On March 30, 2016

In and out of the trenches; communal fellowship

My knee is healing beautifully. This is by far the least catastrophic MCL injury I have ever had (my fourth on the left), and it is the first one where the morning after the incident, I started riding a stationary bike. I think this has something to do with it. I don’t ride as hard as usual, but I have doubled up on time. I can tell that the injury is genuine because I am getting a genuine deep itch in the ligament, much like when a deep cut heals. Though I am skiing much slower (more fearfully), and wearing a brace, I am still skiing. I didn’t let myself miss a day. I’ve totaled 131 as of writing this.

Not for nothing, but my recent accident was two days before the third anniversary of my big accident in 2013. It freaked me out pretty good.

As for the problem of my emotional spinout, the beauty of a gluten problem is that all I have to do is wait it out, and after about five and a half days of no gluten the fog lifts, and my mind transforms from a shaken bag of broken glass to a fiber optic bundle, and I am clear, level and back in business. I just have to wait for the gluten to wash out.

I was able to see, however, that my gluten problem started this fall, with small rationalizations like “a little bit of gluten in the sauce wont hurt me” and “I can have small amounts every once in a while.” Over time, the intervals get smaller and smaller, and I start paying less attention to what I eat, and pretty soon I am hugging my knees and crying in the shower.

Gluten is every bit as damaging to my behavior and mental health as alcohol or drugs. It is a miracle that I figured it out. This episode was unfortunate, but a great reminder that I need to be exceptionally vigilant, because there are many ways for me to sabotage myself.

This brings me to another conversation I had recently, with a friend who had stopped drinking. She had stopped drinking on her own and was mouthing off about how people from AA [Alcoholics Anonymous] were whiny and weak, and how they needed to “suck it up” and go to therapy.

I took a deep breath, having known many people who were part of the program over the years, and I said the following:

“Therapy is great when it works for you. But in my experience, there are quite a few people out there who need a great deal more than an hour a week. There are people who need a couple of hours a day. There are lots of people out there who don’t have the tool box for ‘suck it up.’ For all intents and purposes, they have no emotional toolbox at all, the only toolbox at their disposal being ‘f&#% it up.’

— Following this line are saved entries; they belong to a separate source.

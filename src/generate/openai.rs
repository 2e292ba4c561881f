//! OpenAI / Azure OpenAI chat completions with strict JSON schema output

use std::time::Duration;

use serde::{Deserialize, Serialize};
use serde_json::{json, Value};
use tracing::debug;

use super::{GenerationRequest, Generator, SCHEMA_NAME};
use crate::config::{GeneratorConfig, Provider};
use crate::errors::{Result, SpecmockError};

const OPENAI_BASE_URL: &str = "https://api.openai.com/v1";

/// Generator backed by a chat-completions endpoint
#[derive(Debug, Clone)]
pub struct OpenAiGenerator {
    client: reqwest::Client,
    config: GeneratorConfig,
}

#[derive(Debug, Serialize)]
struct ChatMessage<'a> {
    role: &'static str,
    content: &'a str,
}

#[derive(Debug, Serialize)]
struct ChatRequest<'a> {
    #[serde(skip_serializing_if = "Option::is_none")]
    model: Option<&'a str>,
    messages: Vec<ChatMessage<'a>>,
    response_format: Value,
}

#[derive(Debug, Deserialize)]
struct ChatCompletion {
    #[serde(default)]
    choices: Vec<Choice>,
}

#[derive(Debug, Deserialize)]
struct Choice {
    message: AssistantMessage,
}

#[derive(Debug, Deserialize)]
struct AssistantMessage {
    #[serde(default)]
    content: Option<String>,
    #[serde(default)]
    refusal: Option<String>,
}

impl OpenAiGenerator {
    pub fn new(config: GeneratorConfig) -> Result<Self> {
        let client = reqwest::Client::builder()
            .timeout(Duration::from_secs(config.timeout_secs))
            .build()?;
        Ok(Self { client, config })
    }

    pub fn config(&self) -> &GeneratorConfig {
        &self.config
    }

    /// Chat-completions URL for the configured provider
    pub fn endpoint(&self) -> String {
        match self.config.provider() {
            Provider::OpenAi => {
                let base = self.config.base_url.as_deref().unwrap_or(OPENAI_BASE_URL);
                format!("{}/chat/completions", base.trim_end_matches('/'))
            }
            Provider::Azure => {
                let base = self.config.base_url.as_deref().unwrap_or_default();
                format!(
                    "{}/openai/deployments/{}/chat/completions?api-version={}",
                    base.trim_end_matches('/'),
                    urlencoding::encode(&self.config.model),
                    urlencoding::encode(self.config.api_version.as_deref().unwrap_or_default()),
                )
            }
        }
    }

    fn request_body<'a>(&'a self, request: &'a GenerationRequest) -> ChatRequest<'a> {
        ChatRequest {
            // Azure selects the model through the deployment in the URL
            model: match self.config.provider() {
                Provider::OpenAi => Some(&self.config.model),
                Provider::Azure => None,
            },
            messages: vec![
                ChatMessage {
                    role: "system",
                    content: &request.system,
                },
                ChatMessage {
                    role: "user",
                    content: &request.user,
                },
            ],
            response_format: json!({
                "type": "json_schema",
                "json_schema": {
                    "name": SCHEMA_NAME,
                    "schema": request.schema,
                    "strict": true
                }
            }),
        }
    }

    async fn complete(&self, request: &GenerationRequest) -> Result<Value> {
        let body = self.request_body(request);
        debug!(
            messages = %serde_json::to_string(&body.messages).unwrap_or_default(),
            "Requesting generation"
        );

        let builder = self.client.post(self.endpoint()).json(&body);
        let builder = match self.config.provider() {
            Provider::OpenAi => builder.bearer_auth(self.config.api_key.as_str()),
            Provider::Azure => builder.header("api-key", self.config.api_key.as_str()),
        };

        let response = builder.send().await?;
        let status = response.status();
        let text = response.text().await?;

        if !status.is_success() {
            return Err(SpecmockError::Generation(format!(
                "model endpoint returned {}: {}",
                status, text
            )));
        }

        let completion: ChatCompletion = serde_json::from_str(&text).map_err(|e| {
            SpecmockError::Generation(format!("Failed to parse completion: {}", e))
        })?;

        let message = completion
            .choices
            .into_iter()
            .next()
            .map(|choice| choice.message)
            .ok_or_else(|| SpecmockError::Generation("completion has no choices".to_string()))?;

        if let Some(refusal) = message.refusal {
            return Err(SpecmockError::Generation(format!("model refused: {}", refusal)));
        }

        let content = message
            .content
            .ok_or_else(|| SpecmockError::Generation("completion has no content".to_string()))?;

        serde_json::from_str(&content).map_err(|e| {
            SpecmockError::Generation(format!("completion content is not JSON: {}", e))
        })
    }
}

impl Generator for OpenAiGenerator {
    fn generate(&self, request: &GenerationRequest) -> impl std::future::Future<Output = Result<Value>> + Send {
        self.complete(request)
    }
}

“’Suck it up’ is not a plan,” I asserted. “It is a sentiment. For those who have no emotional tools, that fellowship and set of twelve steps is THE plan for “Suck it up.” There is nothing weak about coming into an AA room for help. Geese don’t fly south alone. They take turns leading and drafting.

“There is, without question,” I continued, “no act more courageous in this life than admitting utter defeat, no act stronger than admitting that you have absolutely NO IDEA what to do and asking for help. There is no easier, softer way than to give your problems over to someone else, where the load can be carried communally.

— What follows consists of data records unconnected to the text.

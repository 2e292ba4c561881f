//! In-memory spec document
//!
//! Built once from a dereferenced OpenAPI 3.x or Swagger 2.0 value and
//! shared read-only by every request. Paths, methods and responses keep
//! their document order.

use indexmap::IndexMap;
use serde_json::Value;

use crate::errors::{Result, SpecmockError};

/// Methods an OpenAPI path item may declare, lowercase
pub const HTTP_METHODS: [&str; 8] = ["get", "put", "post", "delete", "options", "head", "patch", "trace"];

/// The JSON media type responses are generated for
pub const JSON_MEDIA_TYPE: &str = "application/json";

/// Spec format the document was read from
#[derive(Debug, Clone, Copy, PartialEq, Eq)]
pub enum SpecVersion {
    Swagger2,
    OpenApi3,
}

/// Dereferenced spec document
#[derive(Debug, Clone)]
pub struct SpecDocument {
    pub title: String,
    pub version: String,
    pub spec_version: SpecVersion,
    /// Path template -> operations
    pub paths: IndexMap<String, PathItem>,
}

/// Operations of one path template, keyed by lowercase method
#[derive(Debug, Clone, Default)]
pub struct PathItem {
    pub operations: IndexMap<String, Operation>,
}

/// One declared operation
#[derive(Debug, Clone, Default)]
pub struct Operation {
    pub operation_id: Option<String>,
    pub summary: Option<String>,
    /// Status key as written (`"200"`, `"2XX"`, `"default"`) -> response
    pub responses: IndexMap<String, ResponseSpec>,
}

/// One declared response
#[derive(Debug, Clone, Default)]
pub struct ResponseSpec {
    pub description: String,
    /// `None` when the response declares no content at all
    pub content: Option<IndexMap<String, MediaType>>,
}

/// Content declared for one media type
#[derive(Debug, Clone, Default)]
pub struct MediaType {
    pub schema: Option<Value>,
}

impl SpecDocument {
    /// Build from a dereferenced document value
    pub fn from_value(value: &Value) -> Result<Self> {
        let spec_version = if value.get("openapi").is_some() {
            SpecVersion::OpenApi3
        } else if value.get("swagger").is_some() {
            SpecVersion::Swagger2
        } else {
            return Err(SpecmockError::Spec(
                "Unknown spec format: missing 'openapi' or 'swagger' field".to_string(),
            ));
        };

        let info = value.get("info");
        let title = info
            .and_then(|i| i.get("title"))
            .and_then(Value::as_str)
            .unwrap_or("Untitled API")
            .to_string();
        let version = info
            .and_then(|i| i.get("version"))
            .and_then(Value::as_str)
            .unwrap_or("1.0.0")
            .to_string();

        let mut paths = IndexMap::new();
        if let Some(path_map) = value.get("paths").and_then(Value::as_object) {
            for (template, item) in path_map {
                paths.insert(template.clone(), parse_path_item(item, spec_version));
            }
        }

        Ok(Self {
            title,
            version,
            spec_version,
            paths,
        })
    }

    /// Path templates in document order
    pub fn templates(&self) -> impl Iterator<Item = &str> {
        self.paths.keys().map(String::as_str)
    }

    /// Look up the operation for a template and lowercase method
    pub fn operation(&self, template: &str, method: &str) -> Option<&Operation> {
        self.paths.get(template)?.operations.get(method)
    }

    /// Total number of declared operations
    pub fn operation_count(&self) -> usize {
        self.paths.values().map(|p| p.operations.len()).sum()
    }
}

impl Operation {
    /// The first declared response and its numeric status
    pub fn first_response(&self) -> Option<(u16, &ResponseSpec)> {
        self.responses
            .iter()
            .next()
            .map(|(key, response)| (status_from_key(key), response))
    }
}

impl ResponseSpec {
    /// Schema declared for `application/json`, if any
    pub fn json_schema(&self) -> Option<&Value> {
        self.content.as_ref()?.get(JSON_MEDIA_TYPE)?.schema.as_ref()
    }
}

/// Numeric status for a response key.
///
/// Range keys such as `2XX` map to the first code of the range; `default`,
/// codes outside 100..=599 and anything unparseable map to 200.
pub fn status_from_key(key: &str) -> u16 {
    if let Ok(code) = key.parse::<u16>() {
        return if (100..=599).contains(&code) { code } else { 200 };
    }
    let bytes = key.as_bytes();
    if bytes.len() == 3 && bytes[1..].eq_ignore_ascii_case(b"xx") {
        if let Some(class) = (bytes[0] as char).to_digit(10).filter(|d| (1..=5).contains(d)) {
            return class as u16 * 100;
        }
    }
    200
}

fn parse_path_item(item: &Value, spec_version: SpecVersion) -> PathItem {
    let mut operations = IndexMap::new();
    if let Some(map) = item.as_object() {
        // Document order, not HTTP_METHODS order
        for (method, operation) in map {
            let method = method.to_ascii_lowercase();
            if HTTP_METHODS.contains(&method.as_str()) {
                operations.insert(method, parse_operation(operation, spec_version));
            }
        }
    }
    PathItem { operations }
}

fn parse_operation(operation: &Value, spec_version: SpecVersion) -> Operation {
    let responses = operation
        .get("responses")
        .and_then(Value::as_object)
        .map(|map| {
            map.iter()
                .map(|(status, response)| {
                    let parsed = match spec_version {
                        SpecVersion::OpenApi3 => parse_response_v3(response),
                        SpecVersion::Swagger2 => parse_response_v2(response),
                    };
                    (status.clone(), parsed)
                })
                .collect()
        })
        .unwrap_or_default();

    Operation {
        operation_id: operation.get("operationId").and_then(Value::as_str).map(str::to_string),
        summary: operation.get("summary").and_then(Value::as_str).map(str::to_string),
        responses,
    }
}

fn parse_description(response: &Value) -> String {
    response
        .get("description")
        .and_then(Value::as_str)
        .unwrap_or("")
        .to_string()
}

fn parse_response_v3(response: &Value) -> ResponseSpec {
    let content = response.get("content").and_then(Value::as_object).map(|content| {
        content
            .iter()
            .map(|(media_type, media)| {
                (
                    media_type.clone(),
                    MediaType {
                        schema: media.get("schema").cloned(),
                    },
                )
            })
            .collect()
    });

    ResponseSpec {
        description: parse_description(response),
        content,
    }
}

/// In Swagger 2.0 the schema sits directly under the response
fn parse_response_v2(response: &Value) -> ResponseSpec {
    let content = response.get("schema").map(|schema| {
        let mut content = IndexMap::new();
        content.insert(
            JSON_MEDIA_TYPE.to_string(),
            MediaType {
                schema: Some(schema.clone()),
            },
        );
        content
    });

    ResponseSpec {
        description: parse_description(response),
        content,
    }
}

“There is,” I said finally, “no better way for someone who has struggled to give back to the world than to reach out their hand and offer help in return to others who need it. AA, the 12-step program, is the most successful sobriety program on the globe, with about 8 million members worldwide: eight million people who today would be dead or dying from poisoning themselves!”

I didn’t leave much room for her to disagree, and she didn’t.

Why would a therapist be of more value than a room full of people who are just like you, people who have struggled your same struggle, and succeeded where others have not? I, myself, want to talk to someone who lived in the trenches.

Needless to say, if any of you reading this are at your wits’ end with a substance abuse problem and desperate for that to change, go find an AA room and take the hand that is offered. From what I have seen, it doesn’t make you weaker. It makes you stronger, and it is unlikely that you will regret it.